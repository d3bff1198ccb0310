//! Output Formatting
//!
//! Utilities for formatting CLI output in various formats.

use chrono::{DateTime, Utc};
use rlm_core::{
    ArchiveRequest, EvidenceRecord, GuardVerdict, HoldOutcome, LegalHold, LegalHoldStats,
    ManagerConfig, RetentionAssignment, RetentionPolicy, SideEffectReport, TickReport,
};
use serde::Serialize;

use crate::commands::OutputFormat;

/// Format and print data based on output format
pub fn print_output<T: Serialize>(data: &T, format: OutputFormat) {
    match format {
        OutputFormat::Json => print_json(data),
        OutputFormat::Table | OutputFormat::Plain => print_json(data),
    }
}

/// Print as JSON
fn print_json<T: Serialize>(data: &T) {
    match serde_json::to_string_pretty(data) {
        Ok(json) => println!("{}", json),
        Err(e) => eprintln!("Error formatting JSON: {}", e),
    }
}

fn date(value: &DateTime<Utc>) -> String {
    value.format("%Y-%m-%d %H:%M").to_string()
}

fn optional_date(value: &Option<DateTime<Utc>>) -> String {
    value.as_ref().map(date).unwrap_or_else(|| "-".to_string())
}

fn join<'a>(items: impl IntoIterator<Item = &'a String>) -> String {
    let joined = items
        .into_iter()
        .map(String::as_str)
        .collect::<Vec<_>>()
        .join(", ");
    if joined.is_empty() {
        "-".to_string()
    } else {
        joined
    }
}

/// Policy descriptor from a deletion check: a bare name, or a policy object
fn policy_label(policy: &serde_json::Value) -> String {
    match policy {
        serde_json::Value::String(name) => name.clone(),
        other => other
            .get("name")
            .or_else(|| other.get("id"))
            .and_then(serde_json::Value::as_str)
            .map(str::to_string)
            .unwrap_or_else(|| other.to_string()),
    }
}

/// Print a single policy
pub fn print_policy(policy: &RetentionPolicy, format: OutputFormat) {
    match format {
        OutputFormat::Json => print_json(policy),
        OutputFormat::Table | OutputFormat::Plain => {
            println!("Retention Policy");
            println!("================");
            print_row("ID:", &policy.id);
            print_row("Name:", &policy.name);
            print_row("Retention:", &format!("{} days", policy.retention_days));
            print_row("Evidence Types:", &join(&policy.evidence_types));
            print_row("Jurisdiction:", &policy.jurisdiction);
            print_row("Legal Basis:", &policy.legal_basis);
            print_row("Auto Archive:", &policy.auto_archive.to_string());
            print_row("Active:", &policy.is_active.to_string());
            print_row("Created:", &format!("{} by {}", date(&policy.created_at), policy.created_by));
            if let (Some(at), Some(by)) = (&policy.updated_at, &policy.updated_by) {
                print_row("Updated:", &format!("{} by {}", date(at), by));
            }
        }
    }
}

/// Print a list of policies
pub fn print_policies(policies: &[RetentionPolicy], format: OutputFormat) {
    match format {
        OutputFormat::Json => print_json(&policies),
        OutputFormat::Plain => {
            for policy in policies {
                println!("{}\t{}\t{}", policy.id, policy.retention_days, policy.name);
            }
        }
        OutputFormat::Table => {
            println!("{:<18} {:>6} {:<8} {:<7} {}", "ID", "DAYS", "ARCHIVE", "ACTIVE", "NAME");
            print_separator();
            for policy in policies {
                println!(
                    "{:<18} {:>6} {:<8} {:<7} {}",
                    policy.id, policy.retention_days, policy.auto_archive, policy.is_active, policy.name
                );
            }
            println!("{} policies", policies.len());
        }
    }
}

/// Print a single hold
pub fn print_hold(hold: &LegalHold, format: OutputFormat) {
    match format {
        OutputFormat::Json => print_json(hold),
        OutputFormat::Table | OutputFormat::Plain => {
            println!("Legal Hold");
            println!("==========");
            print_row("ID:", &hold.id);
            print_row("Case:", &hold.case_id);
            print_row("Status:", if hold.is_active { "ACTIVE" } else { "RELEASED" });
            print_row("Reason:", &hold.reason);
            print_row("Legal Basis:", &hold.legal_basis);
            if let Some(order) = &hold.court_order {
                print_row("Court Order:", order);
            }
            print_row("Evidence:", &join(&hold.evidence_ids));
            print_row("Start:", &date(&hold.start_date));
            print_row("End:", &optional_date(&hold.end_date));
            print_row("Stakeholders:", &join(&hold.notifications.stakeholders));
            print_row("Reminders:", &hold.notifications.frequency.to_string());
            if let Some(reason) = &hold.release_reason {
                print_row("Release Reason:", reason);
            }
        }
    }
}

/// Print a list of holds
pub fn print_holds(holds: &[LegalHold], format: OutputFormat) {
    match format {
        OutputFormat::Json => print_json(&holds),
        OutputFormat::Plain => {
            for hold in holds {
                println!("{}\t{}\t{}", hold.id, hold.case_id, hold.is_active);
            }
        }
        OutputFormat::Table => {
            println!("{:<18} {:<16} {:<9} {:>8} {}", "ID", "CASE", "STATUS", "EVIDENCE", "REASON");
            print_separator();
            for hold in holds {
                println!(
                    "{:<18} {:<16} {:<9} {:>8} {}",
                    hold.id,
                    hold.case_id,
                    if hold.is_active { "active" } else { "released" },
                    hold.evidence_count(),
                    hold.reason
                );
            }
            println!("{} holds", holds.len());
        }
    }
}

fn print_side_effects(effects: &SideEffectReport) {
    for error in &effects.evidence_sync_errors {
        print_warning(&format!("evidence sync failed: {}", error));
    }
    if effects.notification.is_failed() {
        print_warning(&format!("notification failed: {:?}", effects.notification));
    }
    if !effects.audit_recorded {
        print_warning("admin action was not recorded in the audit log");
    }
}

/// Print a hold mutation outcome; side-effect failures go to stderr
pub fn print_hold_outcome(outcome: &HoldOutcome, format: OutputFormat) {
    match format {
        OutputFormat::Json => print_json(outcome),
        OutputFormat::Table | OutputFormat::Plain => {
            print_hold(&outcome.hold, format);
            print_side_effects(&outcome.side_effects);
        }
    }
}

pub fn print_hold_stats(stats: &LegalHoldStats, format: OutputFormat) {
    match format {
        OutputFormat::Json => print_json(stats),
        OutputFormat::Table | OutputFormat::Plain => {
            println!("Legal Hold Statistics");
            println!("=====================");
            print_row("Total Holds:", &stats.total_holds.to_string());
            print_row("Active Holds:", &stats.active_holds.to_string());
            print_row("Released Holds:", &stats.released_holds.to_string());
            print_row("Evidence Under Hold:", &stats.evidence_under_hold.to_string());
        }
    }
}

pub fn print_assignment(assignment: &RetentionAssignment, format: OutputFormat) {
    match format {
        OutputFormat::Json => print_json(assignment),
        OutputFormat::Table | OutputFormat::Plain => {
            print_row("Policy:", &assignment.policy_id);
            print_row("Evidence:", &join(&assignment.evidence_ids));
            print_row("Expires:", &date(&assignment.expiry_date));
        }
    }
}

pub fn print_archive(request: &ArchiveRequest, format: OutputFormat) {
    match format {
        OutputFormat::Json => print_json(request),
        OutputFormat::Table | OutputFormat::Plain => {
            print_row("Archived:", &join(&request.evidence_ids));
            print_row("Location:", &request.archive_location);
            print_row("Date:", &date(&request.archive_date));
        }
    }
}

/// Print a guard verdict for one evidence item
pub fn print_verdict(evidence_id: &str, verdict: &GuardVerdict, format: OutputFormat) {
    match format {
        OutputFormat::Json => print_json(&serde_json::json!({
            "evidenceId": evidence_id,
            "permitted": verdict.is_permitted(),
            "detail": verdict,
        })),
        OutputFormat::Table | OutputFormat::Plain => {
            print_row("Evidence:", evidence_id);
            print_row(
                "Permitted:",
                if verdict.is_permitted() { "YES" } else { "NO" },
            );
            if let Some(reason) = verdict.reason() {
                print_row("Reason:", &reason);
            }
            match verdict {
                GuardVerdict::BlockedByLegalHold { hold_id: Some(id), .. } => {
                    print_row("Legal Hold:", id);
                }
                GuardVerdict::BlockedByRetention { policy: Some(policy), .. } => {
                    print_row("Policy:", &policy_label(policy));
                }
                _ => {}
            }
        }
    }
}

pub fn print_evidence(records: &[EvidenceRecord], format: OutputFormat) {
    match format {
        OutputFormat::Json => print_json(&records),
        OutputFormat::Plain => {
            for record in records {
                println!("{}\t{}", record.id, optional_date(&record.expiry_date));
            }
        }
        OutputFormat::Table => {
            println!("{:<18} {:<17} {:<18} {}", "ID", "EXPIRES", "POLICY", "TITLE");
            print_separator();
            for record in records {
                println!(
                    "{:<18} {:<17} {:<18} {}",
                    record.id,
                    optional_date(&record.expiry_date),
                    record.retention_policy_id.as_deref().unwrap_or("-"),
                    record.title.as_deref().unwrap_or("")
                );
            }
            println!("{} items", records.len());
        }
    }
}

pub fn print_tick_report(report: &TickReport, format: OutputFormat) {
    match format {
        OutputFormat::Json => print_json(report),
        OutputFormat::Table | OutputFormat::Plain => {
            println!("Retention Tick");
            println!("==============");
            print_row("Started:", &date(&report.started_at));
            print_row("Expiring:", &report.expiring.to_string());
            print_row("Warnings:", &format!("{:?}", report.notification));
            print_row("Archived:", &join(&report.archived));
            for error in &report.errors {
                print_warning(error);
            }
        }
    }
}

pub fn print_config(config: &ManagerConfig, format: OutputFormat) {
    match format {
        OutputFormat::Json => print_json(config),
        OutputFormat::Table | OutputFormat::Plain => {
            print_row("API URL:", &config.api_url);
            print_row("Timeout:", &format!("{}s", config.request_timeout_secs));
            print_row("Tick Interval:", &format!("{}s", config.scheduler.interval_secs));
            print_row("Warning Window:", &format!("{} days", config.scheduler.warning_days));
            print_row("Archive Location:", &config.scheduler.archive_location);
            print_row("Scheduler:", if config.scheduler.enabled { "enabled" } else { "disabled" });
        }
    }
}

/// Print success message
pub fn print_success(message: &str) {
    println!("{}", message);
}

/// Print warning message
pub fn print_warning(message: &str) {
    eprintln!("Warning: {}", message);
}

/// Print a table row
pub fn print_row(key: &str, value: &str) {
    println!("{:<20} {}", key, value);
}

/// Print a separator line
pub fn print_separator() {
    println!("{}", "-".repeat(72));
}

···

*Task instructions*
Scan the entries above and return each line that holds "Location".

*Response to this exercise*
            print_row("Location:", &request.archive_location);
            print_row("Archive Location:", &config.scheduler.archive_location);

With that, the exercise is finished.